I love talking to my son. He's hilarious. In his best Fozzie Bear voice he shouts, "Ahhhh, I am so funny! You don't know funny. I'M FUNNY!"

He loves looking at himself in the mirror, especially when he's wearing a cape. He has Batman pajamas and a Superman shirt. Both have little capes on the shoulders attached with Velcro. (Hook and Loop Tape for those of you who work on craft shows. Tee hee.) He dances around and pretends to fly. It's so freakin' adorable.

COMING SOON: Cooper's new PUPPETS...Cooper sings with Daddy...More Cooper Fashion Trends and Cooper Cooks.

Check back for those delights.

FeBLUary

The month of February kicks me right in the balls.
A thousand pardons if you find that expression vulgar, but it's how I feel.

I can never think of what to do for Jakob's birthday. I wish we had more money so I could buy him LOST:THE GAME.



The good news is that Cooper has started his new daycare and they adore him. He had his first three days last week and they had nothing but glowing things to say about him. He went to the potty. He shared. They even commented on how advanced he is verbally. Teacher Stella explained to me that she has the children sit on the blue circle rug and wait to go outside until she calls their names one by one. Cooper piped up, "Could you please call my name. I want to go outside!" She said she was blown away. (Language delayed my butt!)

I was just so overjoyed to have a daycare professional say positive things about my kid. I got a little weepy when she talked about how great he was doing there. I think the other daycare experience filled me with a tremendous amount of shame.

Speaking of shame, I'm working out everyday, but I'm still gaining my weight back. Also, I haven't painted in weeks. Also, I still don't have a job. I really thought I'd be hired by now. I guess the tv news is right, things are the worse they've been in 34 years.

Meeting Mr. Claus

Things to remember for next year's trip to see Santa:

#1. Don't go on Christmas Eve day. In fact, avoid the Burbank Mall entirely on December 24th. T'was madness. Like being trapped in a Hieronymus Bosch painting, but with cheesy holiday decor.

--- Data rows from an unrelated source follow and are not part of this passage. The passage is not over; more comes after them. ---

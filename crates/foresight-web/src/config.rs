//! Configuration file parsing for the web server.
//!
//! Reads the same TOML file as the CLI. Only the `[web]` and `[pipeline]`
//! sections and `credentials_path` are used here.

use foresight_extractor::PipelineConfig;
use serde::Deserialize;
use std::path::{Path, PathBuf};
use thiserror::Error;

/// Web configuration error
#[derive(Debug, Error)]
pub enum ConfigError {
    /// Failed to read config file
    #[error("Failed to read config file: {0}")]
    FileRead(#[from] std::io::Error),

    /// Failed to parse TOML
    #[error("Failed to parse config TOML: {0}")]
    TomlParse(#[from] toml::de::Error),

    /// A value is out of range
    #[error("Invalid configuration: {0}")]
    Invalid(String),
}

/// Listener settings
#[derive(Debug, Clone, Deserialize)]
#[serde(default)]
pub struct WebConfig {
    /// Bind address (e.g., "127.0.0.1")
    pub bind_address: String,

    /// Bind port
    pub bind_port: u16,

    /// Largest accepted upload request, in megabytes
    pub max_upload_mb: usize,
}

impl Default for WebConfig {
    fn default() -> Self {
        Self {
            bind_address: "127.0.0.1".to_string(),
            bind_port: 5000,
            max_upload_mb: 50,
        }
    }
}

/// Web server configuration loaded from TOML
#[derive(Debug, Clone, Deserialize)]
#[serde(default)]
pub struct ServerConfig {
    /// JSON file holding the oracle API key
    pub credentials_path: PathBuf,

    /// Listener settings
    pub web: WebConfig,

    /// Uploads land in `pipeline.source_dir`
    pub pipeline: PipelineConfig,
}

impl Default for ServerConfig {
    fn default() -> Self {
        Self {
            credentials_path: PathBuf::from("config.json"),
            web: WebConfig::default(),
            pipeline: PipelineConfig::default(),
        }
    }
}

impl ServerConfig {
    /// Load configuration from a TOML file
    pub fn from_file<P: AsRef<Path>>(path: P) -> Result<Self, ConfigError> {
        let contents = std::fs::read_to_string(path)?;
        let config: ServerConfig = toml::from_str(&contents)?;
        config.validate()?;
        Ok(config)
    }

    /// Check the values the server depends on
    pub fn validate(&self) -> Result<(), ConfigError> {
        if self.web.bind_address.trim().is_empty() {
            return Err(ConfigError::Invalid("bind_address must not be empty".to_string()));
        }
        if self.web.max_upload_mb == 0 {
            return Err(ConfigError::Invalid("max_upload_mb must be greater than 0".to_string()));
        }
        if self.credentials_path.as_os_str().is_empty() {
            return Err(ConfigError::Invalid("credentials_path must not be empty".to_string()));
        }
        self.pipeline.validate().map_err(ConfigError::Invalid)
    }

    /// Get the full bind address (address:port)
    pub fn bind_addr(&self) -> String {
        format!("{}:{}", self.web.bind_address, self.web.bind_port)
    }

    /// Upload limit in bytes
    pub fn max_upload_bytes(&self) -> usize {
        self.web.max_upload_mb * 1024 * 1024
    }
}
//! Command-level tests that need no network access

use foresight_cli::cli::{
    ConsolidateArgs, CredentialsAction, CredentialsArgs, ExtractArgs, RunArgs,
};
use foresight_cli::commands::{
    execute_consolidate, execute_credentials, execute_extract, execute_run,
};
use foresight_cli::{CliError, Config, Formatter};
use foresight_domain::{FinancialMetric, TranscriptMetadata};
use foresight_extractor::ExtractorError;
use foresight_llm::LlmError;
use foresight_store::{StatementLog, StatementRow};
use std::fs;
use std::path::Path;
use tempfile::TempDir;

fn config_in(dir: &Path) -> Config {
    let mut config = Config::default();
    config.credentials_path = dir.join("config.json");
    config.pipeline.source_dir = dir.join("data_source");
    config.pipeline.statements_csv = dir.join("financial_information.csv");
    config.pipeline.consolidated_csv = dir.join("consolidated_financial_information.csv");
    config.pipeline.delay_secs = 0;
    config
}

fn row(ticker: &str, metric: FinancialMetric, value: &str) -> StatementRow {
    let mut row = StatementRow {
        metadata: TranscriptMetadata {
            year: "2023".into(),
            month: "Mar".into(),
            day: "15".into(),
            ticker: ticker.into(),
            exchange: "NASDAQ".into(),
            filename: format!("2023-Mar-15-{}.NASDAQ-Transcript.txt", ticker),
        },
        financial_category: metric.as_str().to_string(),
        sentence: "We expect it.".into(),
        ..Default::default()
    };
    row.values.set(metric, value);
    row
}

#[tokio::test]
async fn test_extract_empty_directory_makes_no_calls() {
    let dir = TempDir::new().unwrap();
    let config = config_in(dir.path());
    fs::create_dir_all(&config.pipeline.source_dir).unwrap();
    fs::write(config.pipeline.source_dir.join("notes.md"), "ignored").unwrap();

    let args = ExtractArgs { source: None, output: None, delay: None };
    let report = execute_extract(args, &config, "sk-test", &Formatter::new(false))
        .await
        .unwrap();

    assert_eq!(report.discovered, 0);
    assert!(!config.pipeline.statements_csv.exists());
}

#[tokio::test]
async fn test_extract_missing_source_is_fatal() {
    let dir = TempDir::new().unwrap();
    let config = config_in(dir.path());

    let args = ExtractArgs {
        source: Some(dir.path().join("nowhere")),
        output: None,
        delay: None,
    };
    let result = execute_extract(args, &config, "sk-test", &Formatter::new(false)).await;

    assert!(matches!(
        result,
        Err(CliError::Extractor(ExtractorError::SourceDirMissing(_)))
    ));
}

#[tokio::test]
async fn test_extract_rejects_blank_key() {
    let dir = TempDir::new().unwrap();
    let config = config_in(dir.path());
    fs::create_dir_all(&config.pipeline.source_dir).unwrap();

    let args = ExtractArgs { source: None, output: None, delay: None };
    let result = execute_extract(args, &config, "  ", &Formatter::new(false)).await;

    assert!(matches!(result, Err(CliError::Llm(LlmError::MissingApiKey))));
}

#[test]
fn test_consolidate_uses_configured_paths() {
    let dir = TempDir::new().unwrap();
    let config = config_in(dir.path());
    StatementLog::new(&config.pipeline.statements_csv)
        .append(&[
            row("AAPL", FinancialMetric::GrossMargin, "20%"),
            row("AAPL", FinancialMetric::Ebitda, "500000"),
            row("MSFT", FinancialMetric::NetMargin, "35%"),
        ])
        .unwrap();

    let args = ConsolidateArgs { input: None, output: None };
    let report = execute_consolidate(args, &config, &Formatter::new(false)).unwrap();

    assert_eq!(report.input_rows, 3);
    assert_eq!(report.output_rows, 2);
    assert_eq!(report.unique_tickers, 2);

    let written = fs::read_to_string(&config.pipeline.consolidated_csv).unwrap();
    assert_eq!(written.lines().count(), 3);
}

#[test]
fn test_consolidate_refuses_same_input_and_output() {
    let dir = TempDir::new().unwrap();
    let config = config_in(dir.path());
    let path = dir.path().join("same.csv");

    let args = ConsolidateArgs {
        input: Some(path.clone()),
        output: Some(path),
    };
    let result = execute_consolidate(args, &config, &Formatter::new(false));
    assert!(matches!(result, Err(CliError::InvalidInput(_))));
}

#[test]
fn test_consolidate_missing_input() {
    let dir = TempDir::new().unwrap();
    let config = config_in(dir.path());

    let args = ConsolidateArgs { input: None, output: None };
    let result = execute_consolidate(args, &config, &Formatter::new(false));
    assert!(matches!(result, Err(CliError::Consolidator(_))));
}

#[tokio::test]
async fn test_run_with_no_transcripts_skips_consolidation() {
    let dir = TempDir::new().unwrap();
    let config = config_in(dir.path());
    fs::create_dir_all(&config.pipeline.source_dir).unwrap();

    let args = RunArgs {
        source: None,
        statements: None,
        consolidated: None,
        delay: Some(0),
    };
    let (batch, consolidation) = execute_run(args, &config, "sk-test", &Formatter::new(false))
        .await
        .unwrap();

    assert_eq!(batch.discovered, 0);
    assert_eq!(consolidation.output_rows, 0);
    assert!(!config.pipeline.consolidated_csv.exists());
}

#[test]
fn test_credentials_set_then_resolve() {
    let dir = TempDir::new().unwrap();
    let config = config_in(dir.path());
    let formatter = Formatter::new(false);

    execute_credentials(
        CredentialsArgs {
            action: CredentialsAction::Set { key: "  sk-new-key-1234 ".into() },
        },
        &config,
        &formatter,
    )
    .unwrap();
    execute_credentials(CredentialsArgs { action: CredentialsAction::Show }, &config, &formatter)
        .unwrap();

    assert_eq!(config.resolve_api_key(None).unwrap(), "sk-new-key-1234");
}

#[test]
fn test_credentials_set_blank_is_rejected() {
    let dir = TempDir::new().unwrap();
    let config = config_in(dir.path());

    let result = execute_credentials(
        CredentialsArgs {
            action: CredentialsAction::Set { key: "   ".into() },
        },
        &config,
        &Formatter::new(false),
    );
    assert!(matches!(result, Err(CliError::Store(_))));
}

#2. Have back up. We waited in line for over 90 minutes. It was just me and Cooper and as I scanned the long, long, long (one more) long line, I saw that it was mostly parent "A" holding a spot while parent "B" was off occupying their child. Good plan. Wish I'd thought of it.

#3. Have toys on hand. All I had for Cooper to play with during that painfully slow-going hour and a half was some spare change. He got 17 minutes of joyous play out of five quarters, three dimes and 2 nickles.

He did the best he could, but Cooper became agitated and cranky and grouchy, all at the same time! I nearly gave up at mid-line. I thought, "Next year is fine. He won't even remember this."

But then Santa stood up and waved to all of us in line. I heard Coop say with such clarity, "SANTA?!" He tried to get Santa's attention by yelling lines from the classic stop-motion animated version of 'Rudolph the Red Nosed Reindeer,' which had quickly become his fave holiday film.

Picture my kid yelling these lines at the top of his lungs at Santa's throne while other children are sitting on his lap and making memories:

"You have a SHINY NOSE?"

"You a MISFIT?"

"You a SNOWMAN!"

"You can't fire me, I QUIT!"

The last one made me laugh. The little dentist elf sings it with gusto and my child captures the feeling behind the line perfectly. Cooper deserved a chance to meet the big man in the red suit, so we hung in there.



We finally got to the front of the line and Mr. Cooper could hardly speak. He didn't say a word to Santa. He became shy and quiet. Look at the little hands and the closed mouth. After all the freaking out and the screaming, I was shocked that he became so docile.

But then again, it is Santa. He is magic.